店側のミスでも5割超が泣き寝入り、カスハラ懸念で指摘断念-Channel Corporation調査
店側ミスで5割超泣き寝入り、カスハラ懸念

Channel Corporationは2026年6月25日、「店側のミスに対する指摘とカスタマーハラスメント(カスハラ)に関する意識調査」の結果を発表した。調査は2026年6月12日~14日、全国の20代~60代の男女514人を対象にインターネットで実施された。

店側のミスでも5割超が“泣き寝入り”

店側のミスがあっても、カスハラやクレーマーと思われることを恐れて指摘や返金請求を断念した経験について尋ねたところ、「頻繁にある」(7.8%)、「たまにある」(17.1%)、「1~2回程度ある」(10.5%)を合わせた35.4%が「泣き寝入り」の経験があると回答。
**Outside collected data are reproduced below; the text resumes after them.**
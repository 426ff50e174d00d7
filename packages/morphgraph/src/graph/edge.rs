use crate::core::NodeId;

/// A connection between two nodes of the same graph.
#[derive(Clone, Debug)]
pub struct Edge<L> {
    pub(crate) from: NodeId,
    pub(crate) to: NodeId,
    pub(crate) directed: bool,
    pub(crate) weight: f64,
    pub(crate) label: Option<L>,
}

impl<L> Edge<L> {
    pub fn from_node(&self) -> NodeId {
        self.from
    }

    pub fn to_node(&self) -> NodeId {
        self.to
    }

    pub fn endpoints(&self) -> (NodeId, NodeId) {
        (self.from, self.to)
    }

    pub fn is_directed(&self) -> bool {
        self.directed
    }

    pub fn is_self_loop(&self) -> bool {
        self.from == self.to
    }

    pub fn weight(&self) -> f64 {
        self.weight
    }

    pub fn label(&self) -> Option<&L> {
        self.label.as_ref()
    }

    /// Walks the edge starting at `node`. Returns the other endpoint, or
    /// `None` when `node` is not an endpoint (or is the head of a directed edge).
    pub fn traverse(&self, node: NodeId) -> Option<NodeId> {
        if node == self.from {
            Some(self.to)
        } else if node == self.to && !self.directed {
            Some(self.from)
        } else {
            None
        }
    }

    /// The endpoint opposite `node`, ignoring direction.
    pub fn other(&self, node: NodeId) -> Option<NodeId> {
        if node == self.from {
            Some(self.to)
        } else if node == self.to {
            Some(self.from)
        } else {
            None
        }
    }

    /// Key under which parallel edges collide: ordered for directed edges,
    /// unordered for undirected ones.
    pub(crate) fn pair_key(&self) -> (NodeId, NodeId) {
        if self.directed || self.from <= self.to {
            (self.from, self.to)
        } else {
            (self.to, self.from)
        }
    }
}

/// Options for a single edge insertion.
#[derive(Clone, Debug)]
pub struct EdgeOptions<L> {
    pub weight: f64,
    /// `None` follows the graph's own directedness.
    pub directed: Option<bool>,
    pub label: Option<L>,
}

impl<L> Default for EdgeOptions<L> {
    fn default() -> Self {
        Self {
            weight: 1.0,
            directed: None,
            label: None,
        }
    }
}

impl<L> EdgeOptions<L> {
    #[must_use]
    pub fn weighted(weight: f64) -> Self {
        Self {
            weight,
            ..Self::default()
        }
    }

    #[must_use]
    pub fn directed(mut self, directed: bool) -> Self {
        self.directed = Some(directed);
        self
    }

    #[must_use]
    pub fn label(mut self, label: L) -> Self {
        self.label = Some(label);
        self
    }
}
//! Error types for the graph engine and the k-d tree.

use std::fmt;

use thiserror::Error;

use crate::core::EdgeId;

/// Result alias used throughout the graph engine.
pub type Result<T, E = GraphError> = std::result::Result<T, E>;

/// Which morphology restriction an edge insertion broke.
#[derive(Copy, Clone, Debug, PartialEq, Eq)]
pub enum Restriction {
    SelfLoop,
    ParallelEdge,
    Cycle,
}

impl fmt::Display for Restriction {
    fn fmt(&self, f: &mut fmt::Formatter<'_>) -> fmt::Result {
        match self {
            Restriction::SelfLoop => write!(f, "self-loops are not allowed"),
            Restriction::ParallelEdge => write!(f, "parallel edges are not allowed"),
            Restriction::Cycle => write!(f, "cycles are not allowed"),
        }
    }
}

/// Errors reported by [`Graph`](crate::Graph) and the graph algorithms.
#[derive(Debug, Error, Clone, PartialEq)]
pub enum GraphError {
    /// The request contradicts the graph's structure; the graph is unchanged.
    #[error("invalid argument: {0}")]
    InvalidArgument(String),

    #[error("node not found: {0}")]
    NodeNotFound(String),

    #[error("edge not found: {0}")]
    EdgeNotFound(String),

    /// Only raised when `CHECK_ON_INSERT` is set. The insertion was rolled back.
    #[error("edge insertion rolled back: {0}")]
    RestrictionViolation(Restriction),

    #[error("negative weight {weight} on edge {edge:?}")]
    NegativeWeight { edge: EdgeId, weight: f64 },

    #[error("greedy coloring needs {needed} colors but only {available} are allowed")]
    NotEnoughColors { needed: usize, available: usize },
}

/// Errors reported by [`KdTree`](crate::KdTree).
#[derive(Debug, Error, Clone, PartialEq, Eq)]
pub enum KdTreeError {
    #[error("dimension mismatch: expected {expected}, found {found}")]
    DimensionMismatch { expected: usize, found: usize },

    #[error("points must have at least one coordinate")]
    ZeroDimension,

    #[error("unknown distance metric code {0} (expected 0, 1 or 2)")]
    UnknownMetric(u8),
}
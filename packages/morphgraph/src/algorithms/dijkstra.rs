use std::collections::{BinaryHeap, HashMap, HashSet};

use indexmap::IndexMap;

use super::MinScored;
use crate::core::{EdgeId, NodeId};
use crate::error::{GraphError, Result};
use crate::traits::GraphBase;

/// Cheapest known way to reach one node.
#[derive(Clone, Debug, PartialEq)]
pub struct PathEntry {
    pub cost: f64,
    /// Nodes from the source to the target, both included.
    pub path: Vec<NodeId>,
}

/// Single-source shortest paths, keyed by target in the order the targets
/// were settled. Unreachable nodes have no entry.
#[derive(Clone, Debug, Default, PartialEq)]
pub struct ShortestPaths {
    pub source: Option<NodeId>,
    entries: IndexMap<NodeId, PathEntry>,
}

impl ShortestPaths {
    pub fn cost_to(&self, target: NodeId) -> Option<f64> {
        self.entries.get(&target).map(|entry| entry.cost)
    }

    pub fn path_to(&self, target: NodeId) -> Option<&[NodeId]> {
        self.entries.get(&target).map(|entry| entry.path.as_slice())
    }

    pub fn get(&self, target: NodeId) -> Option<&PathEntry> {
        self.entries.get(&target)
    }

    pub fn contains(&self, target: NodeId) -> bool {
        self.entries.contains_key(&target)
    }

    pub fn iter(&self) -> impl Iterator<Item = (NodeId, &PathEntry)> + '_ {
        self.entries.iter().map(|(id, entry)| (*id, entry))
    }

    pub fn len(&self) -> usize {
        self.entries.len()
    }

    pub fn is_empty(&self) -> bool {
        self.entries.is_empty()
    }
}

/// Nodes reachable from `source` and every edge walkable from them.
fn reachable<G>(graph: &G, source: NodeId) -> (HashSet<NodeId>, Vec<EdgeId>)
where
    G: GraphBase + ?Sized,
{
    let mut seen = HashSet::from([source]);
    let mut edges = Vec::new();
    let mut stack = vec![source];
    while let Some(current) = stack.pop() {
        for e in graph.incident_edges(current) {
            let Some(next) = graph.traverse(e, current) else {
                continue;
            };
            edges.push(e);
            if seen.insert(next) {
                stack.push(next);
            }
        }
    }
    (seen, edges)
}

/// Dijkstra from `source`.
///
/// Every edge reachable from `source` must have a non-negative weight,
/// otherwise [`GraphError::NegativeWeight`] is returned. Undirected edges
/// relax from whichever endpoint is settled first.
pub fn dijkstra_shortest_path<G>(graph: &G, source: NodeId) -> Result<ShortestPaths>
where
    G: GraphBase + ?Sized,
{
    if !graph.contains_node(source) {
        return Err(GraphError::NodeNotFound(source.to_string()));
    }

    let (reach, walkable) = reachable(graph, source);
    for e in walkable {
        let weight = graph.weight_of(e).unwrap_or(0.0);
        if weight < 0.0 {
            return Err(GraphError::NegativeWeight { edge: e, weight });
        }
    }

    let mut tentative: HashMap<NodeId, f64> = HashMap::with_capacity(reach.len());
    let mut predecessors: HashMap<NodeId, NodeId> = HashMap::with_capacity(reach.len());
    let mut settled: IndexMap<NodeId, f64> = IndexMap::with_capacity(reach.len());
    let mut heap = BinaryHeap::new();

    tentative.insert(source, 0.0);
    heap.push(MinScored(0.0, source));

    while let Some(MinScored(cost, current)) = heap.pop() {
        if settled.contains_key(&current) {
            continue;
        }
        settled.insert(current, cost);

        for e in graph.incident_edges(current) {
            let Some(next) = graph.traverse(e, current) else {
                continue;
            };
            if settled.contains_key(&next) {
                continue;
            }
            let alt = cost + graph.weight_of(e).unwrap_or(0.0);
            if tentative.get(&next).is_none_or(|&known| alt < known) {
                tentative.insert(next, alt);
                predecessors.insert(next, current);
                heap.push(MinScored(alt, next));
            }
        }
    }

    let entries = settled
        .into_iter()
        .map(|(target, cost)| {
            let mut path = vec![target];
            let mut current = target;
            while let Some(&pred) = predecessors.get(&current) {
                path.push(pred);
                current = pred;
            }
            path.reverse();
            (target, PathEntry { cost, path })
        })
        .collect();

    Ok(ShortestPaths {
        source: Some(source),
        entries,
    })
}

/// One [`dijkstra_shortest_path`] run per node, keyed by source in node
/// order.
pub fn dijkstra_all_pairs_shortest_path<G>(graph: &G) -> Result<IndexMap<NodeId, ShortestPaths>>
where
    G: GraphBase + ?Sized,
{
    graph
        .node_ids()
        .map(|source| Ok((source, dijkstra_shortest_path(graph, source)?)))
        .collect()
}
さらに、実際に店側のミスを経験した348人に限定すると、52.3%が泣き寝入りを経験していることが明らかになった。

指摘をためらう理由は「店員の反応への不安」

指摘をためらった理由では、「店員に嫌な顔をされたり、逆ギレされたりするのが怖いから」が38.5%で最多。次いで「指摘・説明する手間や、その場の雰囲気が悪くなる時間がもったいない」(33.5%)、「自分の言い方が『強い(攻撃的)』と受け取られないか不安」(33.0%)が続き、直接的な衝突や気まずさを避けたい心理が浮き彫りになった。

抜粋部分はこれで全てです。